Make sure you are there for them
Everyone needs a little support.
There’s no right or wrong way to grieve and there’s no telling how long it may take.
When someone close to you dies, many people suffer and each in a different way. For some, it could take months or years to adjust.
After the initial impact, you may find that you’re up one minute and down the next.
Confusion, anger and guilt are common feelings which may fluctuate over the months, giving way to apathy, sadness and depression as time passes.
Losing someone dear is an experience we all dread.
Bereavement often worries friends and family in the sense that they often feel at a loss of what to do.
The human emotion of grief is as individual as the person grieving. Everyone grieves in their own way.

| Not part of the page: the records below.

//! The per-session playback pipeline.
//!
//! One live pipeline per device:
//!
//! ```text
//! Downloader (ffmpeg copy) → cache file → Decoder (ffmpeg PCM)
//!     → DSP chain → Sink
//! ```
//!
//! The decoder does not start until the cache holds the buffer-gate
//! bytes. The decode → DSP → sink loop runs on a dedicated thread with
//! elevated scheduling priority where the host allows. Tear-down is
//! externally triggerable and bounded: soft-terminate the subprocesses,
//! then kill; the cache file is deleted; the sink stream is closed.

use std::path::PathBuf;
use std::sync::atomic::{AtomicBool, Ordering};
use std::sync::{Arc, Mutex};
use std::time::Duration;

use tokio::sync::mpsc;
use tracing::{debug, info, warn};

use airbridge_core::device::{PcmFormat, SampleFormat};
use airbridge_core::events::StateError;
use airbridge_dsp::DspChain;
use airbridge_media::{CacheFile, Decoder, DecoderSettings, DownloadHandle, DownloadStatus, Downloader};
use airbridge_sink::{PcmChunk, Sink, WriteOutcome};

/// Sink shared between the device task (volume/mute) and the pipeline
/// thread (open/write/close). Locked per call, never across blocking
/// waits.
pub type SharedSink = Arc<Mutex<Box<dyn Sink>>>;

/// DSP chain shared between the device task (config) and the pipeline
/// thread (processing).
pub type SharedDsp = Arc<Mutex<DspChain>>;

/// What the pipeline reports back to its device task.
#[derive(Debug, Clone, PartialEq, Eq)]
pub struct PipelineEvent {
    pub session_id: u64,
    pub kind: PipelineEventKind,
}

#[derive(Debug, Clone, PartialEq, Eq)]
pub enum PipelineEventKind {
    /// The sink accepted the first PCM block; TRANSITIONING ends here.
    Started,
    /// Clean end of track.
    Finished,
    /// The session died; the device transitions to STOPPED with this
    /// error code.
    Failed(StateError),
}

/// Pipeline tuning, provided by the device from the bridge config.
#[derive(Debug, Clone)]
pub struct PipelineSettings {
    pub cache_dir: PathBuf,
    pub buffer_gate_bytes: u64,
    pub buffer_gate_timeout: Duration,
    pub frames_per_block: usize,
}

impl PipelineSettings {
    pub fn new(cache_dir: PathBuf, buffer_gate_bytes: u64) -> Self {
        Self {
            cache_dir,
            buffer_gate_bytes,
            buffer_gate_timeout: Duration::from_secs(10),
            frames_per_block: 4096,
        }
    }
}

/// Try to elevate the current thread to real-time priority (Linux only).
#[cfg(target_os = "linux")]
fn set_realtime_priority() {
    unsafe {
        let mut param: libc::sched_param = std::mem::zeroed();
        param.sched_priority = 40;
        if libc::sched_setscheduler(0, libc::SCHED_FIFO, &param) == 0 {
            debug!("pipeline thread running with SCHED_FIFO priority");
        } else {
            debug!("no real-time priority (needs CAP_SYS_NICE); continuing best-effort");
        }
    }
}

#[cfg(not(target_os = "linux"))]
fn set_realtime_priority() {}

/// A running session pipeline. Owns its downloader, decoder, and cache
/// file through the worker thread; `teardown` is bounded and idempotent.
pub struct SessionPipeline {
    session_id: u64,
    cancel: Arc<AtomicBool>,
    paused: Arc<AtomicBool>,
    worker: Option<std::thread::JoinHandle<()>>,
}

struct Worker {
    session_id: u64,
    url: String,
    seek_position_s: f64,
    format: PcmFormat,
    settings: PipelineSettings,
    sink: SharedSink,
    dsp: SharedDsp,
    cancel: Arc<AtomicBool>,
    paused: Arc<AtomicBool>,
    events: mpsc::UnboundedSender<PipelineEvent>,
}

impl SessionPipeline {
    /// Spawn the pipeline for one session. Returns immediately; progress
    /// arrives on `events`.
    #[allow(clippy::too_many_arguments)]
    pub fn spawn(
        session_id: u64,
        device_id: &str,
        url: String,
        seek_position_s: f64,
        format: PcmFormat,
        settings: PipelineSettings,
        sink: SharedSink,
        dsp: SharedDsp,
        events: mpsc::UnboundedSender<PipelineEvent>,
    ) -> Self {
        let cancel = Arc::new(AtomicBool::new(false));
        let paused = Arc::new(AtomicBool::new(false));
        let worker = Worker {
            session_id,
            url,
            seek_position_s,
            format,
            settings,
            sink,
            dsp,
            cancel: Arc::clone(&cancel),
            paused: Arc::clone(&paused),
            events,
        };
        let device_id = device_id.to_string();
        let handle = std::thread::Builder::new()
            .name(format!("pipeline-{session_id}"))
            .spawn(move || worker.run(&device_id))
            .expect("spawn pipeline thread");
        Self {
            session_id,
            cancel,
            paused,
            worker: Some(handle),
        }
    }

    pub fn session_id(&self) -> u64 {
        self.session_id
    }

    /// Pause: the sink stops consuming, the downloader continues.
    pub fn set_paused(&self, paused: bool) {
        self.paused.store(paused, Ordering::Release);
    }

    /// Tear the session down completely: cancel the worker, wait for the
    /// subprocesses to die and the cache file to be deleted. Bounded by
    /// the subprocess terminate timeouts. Errors are swallowed; the
    /// device always advances to its target state.
    pub fn teardown(&mut self) {
        self.cancel.store(true, Ordering::Release);
        self.paused.store(false, Ordering::Release);
        if let Some(worker) = self.worker.take() {
            if worker.join().is_err() {
                warn!(session = self.session_id, "pipeline worker panicked during teardown");
            }
        }
    }
}

impl Drop for SessionPipeline {
    fn drop(&mut self) {
        self.teardown();
    }
}

impl Worker {
    fn cancelled(&self) -> bool {
        self.cancel.load(Ordering::Acquire)
    }

    fn emit(&self, kind: PipelineEventKind) {
        let _ = self.events.send(PipelineEvent {
            session_id: self.session_id,
            kind,
        });
    }

    fn run(self, device_id: &str) {
        let cache = CacheFile::new(&self.settings.cache_dir, device_id);
        let outcome = self.run_session(&cache);

        // Tear-down tail: decoder and downloader are stopped inside
        // run_session; delete the cache file, then close the sink
        // stream, so every exit path cleans up in contract order.
        cache.remove();
        {
            let mut sink = self.sink.lock().unwrap();
            sink.close();
        }

        if let Some(kind) = outcome {
            self.emit(kind);
        }
        debug!(session = self.session_id, "pipeline worker exited");
    }

    /// The session body. `None` means cancelled (no event: the device
    /// initiated the tear-down and owns the state transition).
    fn run_session(&self, cache: &CacheFile) -> Option<PipelineEventKind> {
        info!(
            session = self.session_id,
            url = %self.url,
            seek = self.seek_position_s,
            "session starting"
        );

        let mut download =
            match Downloader::start(&self.url, self.seek_position_s, cache.path()) {
                Ok(handle) => handle,
                Err(err) => {
                    warn!(%err, "downloader failed to start");
                    return Some(PipelineEventKind::Failed(StateError::UpstreamFetch));
                }
            };

        // Buffer gate: do not decode until enough of the track landed.
        let cancel = &self.cancel;
        let gate = download.wait_for_bytes(
            self.settings.buffer_gate_bytes,
            self.settings.buffer_gate_timeout,
            &|| cancel.load(Ordering::Acquire),
        );
        if let Err(err) = gate {
            download.stop();
            return match err {
                airbridge_core::error::FetchError::Cancelled => None,
                err => {
                    warn!(%err, "buffer gate failed");
                    Some(PipelineEventKind::Failed(StateError::UpstreamFetch))
                }
            };
        }

        let mut decoder =
            match Decoder::spawn(cache.path(), &DecoderSettings::new(self.format)) {
                Ok(decoder) => decoder,
                Err(err) => {
                    warn!(%err, "decoder failed to start");
                    download.stop();
                    return Some(PipelineEventKind::Failed(StateError::DecoderFailure));
                }
            };

        {
            let mut sink = self.sink.lock().unwrap();
            if let Err(err) = sink.open(self.format) {
                warn!(%err, "sink open failed");
                decoder.stop();
                download.stop();
                return Some(PipelineEventKind::Failed(StateError::SinkFailure));
            }
        }

        set_realtime_priority();
        let outcome = self.pump(&mut decoder, &download);

        decoder.stop();
        download.stop();
        outcome
    }

    /// The decode → DSP → sink loop.
    fn pump(&self, decoder: &mut Decoder, download: &DownloadHandle) -> Option<PipelineEventKind> {
        let bytes_per_frame = self.format.bytes_per_frame();
        let block_bytes = self.settings.frames_per_block * bytes_per_frame;
        let mut buf = vec![0u8; block_bytes];
        let mut started = false;

        loop {
            if self.cancelled() {
                return None;
            }
            while self.paused.load(Ordering::Acquire) {
                if self.cancelled() {
                    return None;
                }
                std::thread::sleep(Duration::from_millis(20));
            }

            // Fill one block. A short read only means the downloader has
            // not written far enough yet; wait and retry until the block
            // is full or the pipe ends.
            let mut filled = 0;
            let mut eof = false;
            while filled < block_bytes && !self.cancelled() {
                match decoder.read(&mut buf[filled..]) {
                    Ok(airbridge_media::ReadOutcome::Data(0)) => {
                        eof = true;
                        break;
                    }
                    Ok(airbridge_media::ReadOutcome::Data(n)) => filled += n,
                    Ok(airbridge_media::ReadOutcome::NotReady) => {
                        std::thread::sleep(Duration::from_millis(10));
                    }
                    Err(err) => {
                        warn!(%err, "decoder pipe error");
                        return Some(PipelineEventKind::Failed(StateError::DecoderFailure));
                    }
                }
            }

            // Whole frames only; a remainder at EOF is a truncated tail.
            let frames = filled / bytes_per_frame;
            if frames > 0 {
                let outcome = match self.format.sample {
                    SampleFormat::S16Le => self.deliver_s16(&buf[..frames * bytes_per_frame]),
                    SampleFormat::F32Le => self.deliver_f32(&buf[..frames * bytes_per_frame]),
                };
                match outcome {
                    Ok(()) => {
                        if !started {
                            started = true;
                            self.emit(PipelineEventKind::Started);
                        }
                    }
                    Err(kind) => return kind,
                }
            }

            if eof {
                // Pipe EOF: the decoder process is finishing. Give it a
                // bounded moment to be reaped, then classify the exit: a
                // clean exit after a clean download is end-of-track.
                let deadline = std::time::Instant::now() + Duration::from_secs(2);
                let mut code = decoder.exit_code();
                while code.is_none()
                    && std::time::Instant::now() < deadline
                    && !self.cancelled()
                {
                    std::thread::sleep(Duration::from_millis(20));
                    code = decoder.exit_code();
                }
                return match (code, download.status()) {
                    (Some(0), DownloadStatus::Completed) => Some(PipelineEventKind::Finished),
                    (Some(0), DownloadStatus::Running) => {
                        // Decode caught up with a still-running download;
                        // everything decodable was played.
                        debug!("decoder drained a still-growing cache");
                        Some(PipelineEventKind::Finished)
                    }
                    (Some(0), _) => Some(PipelineEventKind::Failed(StateError::UpstreamFetch)),
                    (code, _) => {
                        warn!(?code, "decoder exited abnormally");
                        Some(PipelineEventKind::Failed(StateError::DecoderFailure))
                    }
                };
            }
        }
    }

    fn deliver_s16(&self, bytes: &[u8]) -> Result<(), Option<PipelineEventKind>> {
        let mut samples: Vec<i16> = bytes
            .chunks_exact(2)
            .map(|pair| i16::from_le_bytes([pair[0], pair[1]]))
            .collect();
        {
            let mut dsp = self.dsp.lock().unwrap();
            dsp.process_interleaved_i16(&mut samples);
        }
        self.write_to_sink(|| PcmChunk::S16(&samples))
    }

    fn deliver_f32(&self, bytes: &[u8]) -> Result<(), Option<PipelineEventKind>> {
        let mut samples: Vec<f32> = bytes
            .chunks_exact(4)
            .map(|quad| f32::from_le_bytes([quad[0], quad[1], quad[2], quad[3]]))
            .collect();
        {
            let mut dsp = self.dsp.lock().unwrap();
            dsp.process_interleaved_f32(&mut samples);
        }
        self.write_to_sink(|| PcmChunk::F32(&samples))
    }

    /// Write one chunk, honoring backpressure: `Overrun` retries the same
    /// block until accepted or the session is cancelled. No frames are
    /// dropped.
    fn write_to_sink<'a>(
        &self,
        chunk: impl Fn() -> PcmChunk<'a>,
    ) -> Result<(), Option<PipelineEventKind>> {
        loop {
            if self.cancelled() {
                return Err(None);
            }
            let result = {
                let mut sink = self.sink.lock().unwrap();
                sink.write(chunk())
            };
            match result {
                Ok(WriteOutcome::Ok) => return Ok(()),
                Ok(WriteOutcome::Overrun) => {
                    std::thread::sleep(Duration::from_millis(5));
                }
                Ok(WriteOutcome::Closed) => {
                    warn!("sink closed mid-session");
                    return Err(Some(PipelineEventKind::Failed(StateError::SinkFailure)));
                }
                Err(err) => {
                    warn!(%err, "sink write error");
                    return Err(Some(PipelineEventKind::Failed(StateError::SinkFailure)));
                }
            }
        }
    }
}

That said, according to Cruse Bereavement Care Scotland (CBC), there are things we can say or do to help someone who is suffering from a loss.
Many of us feel helpless. Yet CBC states that one of the most helpful things we can do is simply to listen. Giving the bereaved time and space to grieve is also important.
Some people feel they want to talk about the deceased, others do not.
Usually, they give you the lead by remembering the person and voicing recollections.
When it comes to helping a bereaved friend or relative, never underestimate the value of practical help. Saying ‘if you need anything, let me know,’ although invariably well-meant, can appear like a cop out.
To really help, ask the bereaved person if they would like you to come with them to register the death, plan the funeral – or simply do the shopping.
Contact is key. No matter how awkward you may feel in the company of a bereaved person, never avoid them to escape from their reality.
Nature actually numbs people for around six months after a death and, sometimes, the reality of it all only sinks in after this period.
Of course, the funeral is long since past – yet this can be the time when feelings really rise to the surface, so your continued support will be appreciated.